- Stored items
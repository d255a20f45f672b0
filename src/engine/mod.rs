// ==========================================
// 轧线排程校验系统 - 引擎层
// ==========================================
// 职责: 排程规则校验 (日期检查 / 单遍规则扫描 / 产量对账)
// 红线: 首错即止, 所有违规携带定位上下文
// ==========================================

pub mod date_range;
pub mod error;
pub mod line_state;
pub mod quantity;
pub mod rule_engine;

// 重导出核心引擎
pub use date_range::DateRangeChecker;
pub use error::{ValidationError, ValidationResult, Verdict};
pub use line_state::LineState;
pub use quantity::QuantityReconciler;
pub use rule_engine::ScheduleRuleEngine;
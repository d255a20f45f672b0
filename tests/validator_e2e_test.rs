// ==========================================
// 端到端集成测试 - 文件载入 + 两段校验
// ==========================================
// 测试范围: 目录 CSV / 提交 JSON → validate_dates → check_valid_schedule
// ==========================================

mod helpers;

use helpers::test_data_builder::*;
use rolling_schedule_validator::config::PlantConfig;
use rolling_schedule_validator::domain::types::DateWindow;
use rolling_schedule_validator::engine::{ScheduleRuleEngine, Verdict};
use rolling_schedule_validator::importer::{load_order_catalog, load_submission, ImportError};
use serde_json::json;
use std::io::Write;

fn abc_rows() -> Vec<OrderRow> {
    vec![
        OrderRow::new("O001", "N001").quantity(2000),
        OrderRow::new("O002", "N002").quantity(2000),
        OrderRow::new("O003", "N010")
            .product_type("lenti")
            .width(1500)
            .quantity(2000),
    ]
}

/// 经由临时文件执行完整流程
fn run_from_files(
    rows: &[OrderRow],
    submission: &SubmissionBuilder,
    start: &str,
    end: &str,
) -> (Verdict, Verdict) {
    let catalog_file = write_catalog_csv(rows);
    let submit_file = submission.write_json();

    let config = PlantConfig::default();
    let catalog = load_order_catalog(catalog_file.path(), &config).unwrap();
    let doc = load_submission(submit_file.path()).unwrap();
    let window = DateWindow::parse(start, end).unwrap();
    let engine = ScheduleRuleEngine::new(&catalog, &doc, &config, window);

    (engine.validate_dates(), engine.check_valid_schedule())
}

// ==========================================
// 场景 A: 单日, 9 线齐备, 3 线开机, 产量吻合
// ==========================================

#[test]
fn test_scenario_a_compliant_single_day() {
    let submission = SubmissionBuilder::new().full_day(
        "2019-07-01",
        &[
            ("A1", json!([tune_entry("tune_8", 8), prod_entry("O001", "N001", 16, 1260)])),
            ("A2", json!([tune_entry("tune_8", 8), prod_entry("O002", "N002", 16, 1260)])),
            ("B2", json!([tune_entry("tune_8", 8), prod_entry("O003", "N010", 16, 1570)])),
        ],
    );

    let (dates, schedule) = run_from_files(&abc_rows(), &submission, "2019-07-01", "2019-07-01");
    assert!(dates.pass, "{}", dates.message);
    assert!(schedule.pass, "{}", schedule.message);
    assert!(schedule.message.contains("校验通过"));
}

// ==========================================
// 场景 B: 同场景 A, 但一条开机产线仅 23 小时
// ==========================================

#[test]
fn test_scenario_b_daily_hours_short() {
    let submission = SubmissionBuilder::new().full_day(
        "2019-07-01",
        &[
            ("A1", json!([tune_entry("tune_8", 8), prod_entry("O001", "N001", 16, 1260)])),
            ("A2", json!([tune_entry("tune_8", 8), prod_entry("O002", "N002", 15, 1260)])),
            ("B2", json!([tune_entry("tune_8", 8), prod_entry("O003", "N010", 16, 1570)])),
        ],
    );

    let (dates, schedule) = run_from_files(&abc_rows(), &submission, "2019-07-01", "2019-07-01");
    assert!(dates.pass);
    assert!(!schedule.pass);
    // 诊断信息指明日期与产线
    assert!(schedule.message.contains("2019-07-01"), "{}", schedule.message);
    assert!(schedule.message.contains("A2"));
    assert!(schedule.message.contains("24"));
}

// ==========================================
// 场景 C: product_code 与目录不符
// ==========================================

#[test]
fn test_scenario_c_product_code_mismatch() {
    let submission = SubmissionBuilder::new().full_day(
        "2019-07-01",
        &[
            // O001 目录产品为 N001, 提交却写 N002
            ("A1", json!([tune_entry("tune_8", 8), prod_entry("O001", "N002", 16, 1260)])),
            ("A2", json!([tune_entry("tune_8", 8), prod_entry("O002", "N002", 16, 1260)])),
            ("B2", json!([tune_entry("tune_8", 8), prod_entry("O003", "N010", 16, 1570)])),
        ],
    );

    let (dates, schedule) = run_from_files(&abc_rows(), &submission, "2019-07-01", "2019-07-01");
    assert!(dates.pass);
    assert!(!schedule.pass);
    assert!(schedule.message.contains("2019-07-01"), "{}", schedule.message);
    assert!(schedule.message.contains("A1"));
    assert!(schedule.message.contains("O001"));
    assert!(schedule.message.contains("product_code"));
}

// ==========================================
// 日期覆盖: 区间内缺一日
// ==========================================

#[test]
fn test_missing_day_fails_date_coverage() {
    let submission = SubmissionBuilder::new().full_day(
        "2019-07-01",
        &[
            ("A1", json!([tune_entry("tune_8", 8), prod_entry("O001", "N001", 16, 1260)])),
            ("A2", json!([tune_entry("tune_8", 8), prod_entry("O002", "N002", 16, 1260)])),
            ("B2", json!([tune_entry("tune_8", 8), prod_entry("O003", "N010", 16, 1570)])),
        ],
    );

    let (dates, _) = run_from_files(&abc_rows(), &submission, "2019-07-01", "2019-07-02");
    assert!(!dates.pass);
    assert!(dates.message.contains("2019-07-02"), "{}", dates.message);
}

// ==========================================
// 输入失败: 规则校验前以导入错误报出
// ==========================================

#[test]
fn test_malformed_catalog_reports_import_error() {
    let mut file = tempfile::Builder::new().suffix(".csv").tempfile().unwrap();
    writeln!(
        file,
        "order_code,product_code,material,composition,type,width,not_before,not_after,quantity"
    )
    .unwrap();
    writeln!(file, "O001,N001,CS,8%,plate,wide,2019-07-01,2019-12-31,2000").unwrap();

    let result = load_order_catalog(file.path(), &PlantConfig::default());
    let err = result.unwrap_err();
    assert!(matches!(err, ImportError::FieldMappingError { .. }));

    // CLI 将导入错误包装为失败裁定
    let verdict = Verdict::failed(err.to_string());
    assert!(!verdict.pass);
    assert!(verdict.message.contains("width"));
}

#[test]
fn test_malformed_submission_reports_import_error() {
    let mut file = tempfile::Builder::new().suffix(".json").tempfile().unwrap();
    write!(file, "{{broken").unwrap();

    let result = load_submission(file.path());
    assert!(matches!(result, Err(ImportError::JsonParseError(_))));
}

- Required work
Repeat every record above. Each one must match exactly.

- Response to this task
repository d255a20f45f672b0
filename src/engine/mod.rs
// ==========================================
// 轧线排程校验系统 - 引擎层
// ==========================================
// 职责: 排程规则校验 (日期检查 / 单遍规则扫描 / 产量对账)
// 红线: 首错即止, 所有违规携带定位上下文
// ==========================================

pub mod date_range;
pub mod error;
pub mod line_state;
pub mod quantity;
pub mod rule_engine;

// 重导出核心引擎
pub use date_range::DateRangeChecker;
pub use error::{ValidationError, ValidationResult, Verdict};
pub use line_state::LineState;
pub use quantity::QuantityReconciler;
pub use rule_engine::ScheduleRuleEngine;
repository d255a20f45f672b0
filename tests/validator_e2e_test.rs
// ==========================================
// 端到端集成测试 - 文件载入 + 两段校验
// ==========================================
// 测试范围: 目录 CSV / 提交 JSON → validate_dates → check_valid_schedule
// ==========================================

mod helpers;

use helpers::test_data_builder::*;
use rolling_schedule_validator::config::PlantConfig;
use rolling_schedule_validator::domain::types::DateWindow;
use rolling_schedule_validator::engine::{ScheduleRuleEngine, Verdict};
use rolling_schedule_validator::importer::{load_order_catalog, load_submission, ImportError};
use serde_json::json;
use std::io::Write;

fn abc_rows() -> Vec<OrderRow> {
    vec![
        OrderRow::new("O001", "N001").quantity(2000),
        OrderRow::new("O002", "N002").quantity(2000),
        OrderRow::new("O003", "N010")
            .product_type("lenti")
            .width(1500)
            .quantity(2000),
    ]
}

/// 经由临时文件执行完整流程
fn run_from_files(
    rows: &[OrderRow],
    submission: &SubmissionBuilder,
    start: &str,
    end: &str,
) -> (Verdict, Verdict) {
    let catalog_file = write_catalog_csv(rows);
    let submit_file = submission.write_json();

    let config = PlantConfig::default();
    let catalog = load_order_catalog(catalog_file.path(), &config).unwrap();
    let doc = load_submission(submit_file.path()).unwrap();
    let window = DateWindow::parse(start, end).unwrap();
    let engine = ScheduleRuleEngine::new(&catalog, &doc, &config, window);

    (engine.validate_dates(), engine.check_valid_schedule())
}

// ==========================================
// 场景 A: 单日, 9 线齐备, 3 线开机, 产量吻合
// ==========================================

#[test]
fn test_scenario_a_compliant_single_day() {
    let submission = SubmissionBuilder::new().full_day(
        "2019-07-01",
        &[
            ("A1", json!([tune_entry("tune_8", 8), prod_entry("O001", "N001", 16, 1260)])),
            ("A2", json!([tune_entry("tune_8", 8), prod_entry("O002", "N002", 16, 1260)])),
            ("B2", json!([tune_entry("tune_8", 8), prod_entry("O003", "N010", 16, 1570)])),
        ],
    );

    let (dates, schedule) = run_from_files(&abc_rows(), &submission, "2019-07-01", "2019-07-01");
    assert!(dates.pass, "{}", dates.message);
    assert!(schedule.pass, "{}", schedule.message);
    assert!(schedule.message.contains("校验通过"));
}

// ==========================================
// 场景 B: 同场景 A, 但一条开机产线仅 23 小时
// ==========================================

#[test]
fn test_scenario_b_daily_hours_short() {
    let submission = SubmissionBuilder::new().full_day(
        "2019-07-01",
        &[
            ("A1", json!([tune_entry("tune_8", 8), prod_entry("O001", "N001", 16, 1260)])),
            ("A2", json!([tune_entry("tune_8", 8), prod_entry("O002", "N002", 15, 1260)])),
            ("B2", json!([tune_entry("tune_8", 8), prod_entry("O003", "N010", 16, 1570)])),
        ],
    );

    let (dates, schedule) = run_from_files(&abc_rows(), &submission, "2019-07-01", "2019-07-01");
    assert!(dates.pass);
    assert!(!schedule.pass);
    // 诊断信息指明日期与产线
    assert!(schedule.message.contains("2019-07-01"), "{}", schedule.message);
    assert!(schedule.message.contains("A2"));
    assert!(schedule.message.contains("24"));
}

// ==========================================
// 场景 C: product_code 与目录不符
// ==========================================

#[test]
fn test_scenario_c_product_code_mismatch() {
    let submission = SubmissionBuilder::new().full_day(
        "2019-07-01",
        &[
            // O001 目录产品为 N001, 提交却写 N002
            ("A1", json!([tune_entry("tune_8", 8), prod_entry("O001", "N002", 16, 1260)])),
            ("A2", json!([tune_entry("tune_8", 8), prod_entry("O002", "N002", 16, 1260)])),
            ("B2", json!([tune_entry("tune_8", 8), prod_entry("O003", "N010", 16, 1570)])),
        ],
    );

    let (dates, schedule) = run_from_files(&abc_rows(), &submission, "2019-07-01", "2019-07-01");
    assert!(dates.pass);
    assert!(!schedule.pass);
    assert!(schedule.message.contains("2019-07-01"), "{}", schedule.message);
    assert!(schedule.message.contains("A1"));
    assert!(schedule.message.contains("O001"));
    assert!(schedule.message.contains("product_code"));
}

// ==========================================
// 日期覆盖: 区间内缺一日
// ==========================================

#[test]
fn test_missing_day_fails_date_coverage() {
    let submission = SubmissionBuilder::new().full_day(
        "2019-07-01",
        &[
            ("A1", json!([tune_entry("tune_8", 8), prod_entry("O001", "N001", 16, 1260)])),
            ("A2", json!([tune_entry("tune_8", 8), prod_entry("O002", "N002", 16, 1260)])),
            ("B2", json!([tune_entry("tune_8", 8), prod_entry("O003", "N010", 16, 1570)])),
        ],
    );

    let (dates, _) = run_from_files(&abc_rows(), &submission, "2019-07-01", "2019-07-02");
    assert!(!dates.pass);
    assert!(dates.message.contains("2019-07-02"), "{}", dates.message);
}

// ==========================================
// 输入失败: 规则校验前以导入错误报出
// ==========================================

#[test]
fn test_malformed_catalog_reports_import_error() {
    let mut file = tempfile::Builder::new().suffix(".csv").tempfile().unwrap();
    writeln!(
        file,
        "order_code,product_code,material,composition,type,width,not_before,not_after,quantity"
    )
    .unwrap();
    writeln!(file, "O001,N001,CS,8%,plate,wide,2019-07-01,2019-12-31,2000").unwrap();

    let result = load_order_catalog(file.path(), &PlantConfig::default());
    let err = result.unwrap_err();
    assert!(matches!(err, ImportError::FieldMappingError { .. }));

    // CLI 将导入错误包装为失败裁定
    let verdict = Verdict::failed(err.to_string());
    assert!(!verdict.pass);
    assert!(verdict.message.contains("width"));
}

#[test]
fn test_malformed_submission_reports_import_error() {
    let mut file = tempfile::Builder::new().suffix(".json").tempfile().unwrap();
    write!(file, "{{broken").unwrap();

    let result = load_submission(file.path());
    assert!(matches!(result, Err(ImportError::JsonParseError(_))));
}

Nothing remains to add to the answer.